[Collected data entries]

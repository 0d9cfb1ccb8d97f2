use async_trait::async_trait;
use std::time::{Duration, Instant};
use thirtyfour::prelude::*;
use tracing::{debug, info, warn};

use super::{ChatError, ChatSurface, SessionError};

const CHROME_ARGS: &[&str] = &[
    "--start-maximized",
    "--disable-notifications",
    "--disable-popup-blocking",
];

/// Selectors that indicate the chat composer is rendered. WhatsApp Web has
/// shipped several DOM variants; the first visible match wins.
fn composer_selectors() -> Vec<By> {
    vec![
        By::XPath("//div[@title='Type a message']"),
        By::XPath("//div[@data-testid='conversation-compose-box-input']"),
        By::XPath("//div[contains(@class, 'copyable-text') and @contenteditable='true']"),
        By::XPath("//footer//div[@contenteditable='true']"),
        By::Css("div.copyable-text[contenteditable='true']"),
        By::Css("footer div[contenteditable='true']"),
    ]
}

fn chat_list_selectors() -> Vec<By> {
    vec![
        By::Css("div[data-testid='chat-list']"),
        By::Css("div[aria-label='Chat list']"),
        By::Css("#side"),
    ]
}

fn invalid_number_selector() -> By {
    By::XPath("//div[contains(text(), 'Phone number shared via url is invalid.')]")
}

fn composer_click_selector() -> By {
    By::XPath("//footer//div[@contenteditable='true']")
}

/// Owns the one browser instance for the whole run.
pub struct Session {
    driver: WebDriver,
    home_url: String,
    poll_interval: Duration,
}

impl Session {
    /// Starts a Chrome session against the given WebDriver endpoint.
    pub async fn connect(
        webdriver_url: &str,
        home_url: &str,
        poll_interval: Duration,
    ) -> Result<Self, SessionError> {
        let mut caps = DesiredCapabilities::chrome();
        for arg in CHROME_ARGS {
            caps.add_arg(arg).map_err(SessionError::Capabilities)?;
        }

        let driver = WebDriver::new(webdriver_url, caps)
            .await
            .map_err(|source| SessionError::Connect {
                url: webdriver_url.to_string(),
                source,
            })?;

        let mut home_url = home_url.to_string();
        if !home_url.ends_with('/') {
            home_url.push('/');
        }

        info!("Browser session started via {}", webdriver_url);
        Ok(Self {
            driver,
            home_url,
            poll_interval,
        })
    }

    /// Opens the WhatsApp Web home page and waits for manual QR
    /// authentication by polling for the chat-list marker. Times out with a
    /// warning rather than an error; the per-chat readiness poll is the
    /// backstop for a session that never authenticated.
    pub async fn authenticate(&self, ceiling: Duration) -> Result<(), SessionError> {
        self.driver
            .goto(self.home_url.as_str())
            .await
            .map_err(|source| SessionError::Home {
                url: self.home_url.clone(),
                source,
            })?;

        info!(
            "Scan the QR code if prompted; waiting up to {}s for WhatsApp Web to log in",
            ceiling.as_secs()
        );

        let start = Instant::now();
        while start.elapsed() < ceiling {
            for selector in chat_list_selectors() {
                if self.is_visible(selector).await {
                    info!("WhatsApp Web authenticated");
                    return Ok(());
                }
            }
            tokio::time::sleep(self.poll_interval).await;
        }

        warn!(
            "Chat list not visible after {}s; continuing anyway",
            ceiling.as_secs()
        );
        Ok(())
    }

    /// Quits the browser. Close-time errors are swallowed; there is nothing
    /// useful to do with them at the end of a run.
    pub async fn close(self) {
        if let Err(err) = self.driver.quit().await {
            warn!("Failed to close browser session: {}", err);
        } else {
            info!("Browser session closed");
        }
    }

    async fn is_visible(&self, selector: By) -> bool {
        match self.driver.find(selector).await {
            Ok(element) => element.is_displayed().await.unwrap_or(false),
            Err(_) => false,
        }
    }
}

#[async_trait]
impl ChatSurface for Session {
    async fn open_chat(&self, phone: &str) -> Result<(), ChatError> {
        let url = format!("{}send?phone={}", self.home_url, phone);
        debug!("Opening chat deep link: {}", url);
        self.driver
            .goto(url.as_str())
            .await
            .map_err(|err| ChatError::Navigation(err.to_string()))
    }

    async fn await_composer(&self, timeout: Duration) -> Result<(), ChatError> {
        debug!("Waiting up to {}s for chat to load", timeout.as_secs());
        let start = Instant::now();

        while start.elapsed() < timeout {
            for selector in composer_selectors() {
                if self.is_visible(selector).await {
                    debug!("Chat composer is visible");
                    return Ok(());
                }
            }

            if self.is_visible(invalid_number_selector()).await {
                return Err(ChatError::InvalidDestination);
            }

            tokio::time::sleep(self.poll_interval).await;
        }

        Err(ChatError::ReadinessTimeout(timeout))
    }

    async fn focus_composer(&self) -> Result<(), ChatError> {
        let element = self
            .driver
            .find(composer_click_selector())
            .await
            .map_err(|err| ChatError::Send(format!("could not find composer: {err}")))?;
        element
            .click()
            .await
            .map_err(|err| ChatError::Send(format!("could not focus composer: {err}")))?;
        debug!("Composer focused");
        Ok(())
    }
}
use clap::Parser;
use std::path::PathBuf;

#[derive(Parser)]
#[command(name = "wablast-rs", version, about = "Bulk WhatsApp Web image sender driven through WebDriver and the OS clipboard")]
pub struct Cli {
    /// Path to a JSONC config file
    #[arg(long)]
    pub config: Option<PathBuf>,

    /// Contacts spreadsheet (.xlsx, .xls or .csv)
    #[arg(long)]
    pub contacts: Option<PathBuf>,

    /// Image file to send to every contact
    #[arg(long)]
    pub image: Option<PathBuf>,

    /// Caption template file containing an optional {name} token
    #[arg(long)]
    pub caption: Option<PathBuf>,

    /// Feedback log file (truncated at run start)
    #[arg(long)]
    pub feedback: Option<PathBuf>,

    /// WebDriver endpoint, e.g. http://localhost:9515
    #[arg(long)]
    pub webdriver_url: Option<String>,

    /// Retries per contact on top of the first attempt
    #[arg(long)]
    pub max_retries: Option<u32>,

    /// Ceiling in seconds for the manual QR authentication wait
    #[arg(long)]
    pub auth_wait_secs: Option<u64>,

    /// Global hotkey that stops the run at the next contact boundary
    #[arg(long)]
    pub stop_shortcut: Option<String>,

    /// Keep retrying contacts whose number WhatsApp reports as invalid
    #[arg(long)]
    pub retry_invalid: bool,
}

**Exercise prompt**.
Filter the data for the string "find" and copy every line that has it.

**Answer to this exercise**.
        match self.driver.find(selector).await {
            .find(composer_click_selector())
            .map_err(|err| ChatError::Send(format!("could not find composer: {err}")))?;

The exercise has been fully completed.